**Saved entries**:

┄┄┄┄┄┄┄┄┄┄┄┄┄┄┄┄┄┄┄┄

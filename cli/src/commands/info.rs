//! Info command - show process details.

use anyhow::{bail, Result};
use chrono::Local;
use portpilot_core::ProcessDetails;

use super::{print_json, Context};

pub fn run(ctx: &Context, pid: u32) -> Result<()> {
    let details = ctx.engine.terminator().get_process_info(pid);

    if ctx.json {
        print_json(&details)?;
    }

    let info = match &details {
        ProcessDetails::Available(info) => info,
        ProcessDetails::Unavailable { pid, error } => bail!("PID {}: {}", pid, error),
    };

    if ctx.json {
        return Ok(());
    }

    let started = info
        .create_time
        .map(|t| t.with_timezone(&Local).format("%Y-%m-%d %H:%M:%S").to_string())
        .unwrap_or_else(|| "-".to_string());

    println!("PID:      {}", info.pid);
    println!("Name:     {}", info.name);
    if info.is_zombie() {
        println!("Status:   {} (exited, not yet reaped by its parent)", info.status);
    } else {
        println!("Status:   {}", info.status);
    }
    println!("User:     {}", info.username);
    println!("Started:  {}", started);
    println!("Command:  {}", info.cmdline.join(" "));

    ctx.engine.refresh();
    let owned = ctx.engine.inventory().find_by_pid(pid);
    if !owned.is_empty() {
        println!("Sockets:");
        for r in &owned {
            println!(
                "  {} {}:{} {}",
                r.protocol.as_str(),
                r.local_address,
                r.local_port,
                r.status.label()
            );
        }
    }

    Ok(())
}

┄┄┄┄┄┄┄┄┄┄┄┄┄┄┄┄┄┄┄┄

**Problem to solve**:
The data should be written out again in full, exactly as it stands.

**The completed task**:
filename cli/src/commands/info.rs
//! Info command - show process details.

use anyhow::{bail, Result};
use chrono::Local;
use portpilot_core::ProcessDetails;

use super::{print_json, Context};

pub fn run(ctx: &Context, pid: u32) -> Result<()> {
    let details = ctx.engine.terminator().get_process_info(pid);

    if ctx.json {
        print_json(&details)?;
    }

    let info = match &details {
        ProcessDetails::Available(info) => info,
        ProcessDetails::Unavailable { pid, error } => bail!("PID {}: {}", pid, error),
    };

    if ctx.json {
        return Ok(());
    }

    let started = info
        .create_time
        .map(|t| t.with_timezone(&Local).format("%Y-%m-%d %H:%M:%S").to_string())
        .unwrap_or_else(|| "-".to_string());

    println!("PID:      {}", info.pid);
    println!("Name:     {}", info.name);
    if info.is_zombie() {
        println!("Status:   {} (exited, not yet reaped by its parent)", info.status);
    } else {
        println!("Status:   {}", info.status);
    }
    println!("User:     {}", info.username);
    println!("Started:  {}", started);
    println!("Command:  {}", info.cmdline.join(" "));

    ctx.engine.refresh();
    let owned = ctx.engine.inventory().find_by_pid(pid);
    if !owned.is_empty() {
        println!("Sockets:");
        for r in &owned {
            println!(
                "  {} {}:{} {}",
                r.protocol.as_str(),
                r.local_address,
                r.local_port,
                r.status.label()
            );
        }
    }

    Ok(())
}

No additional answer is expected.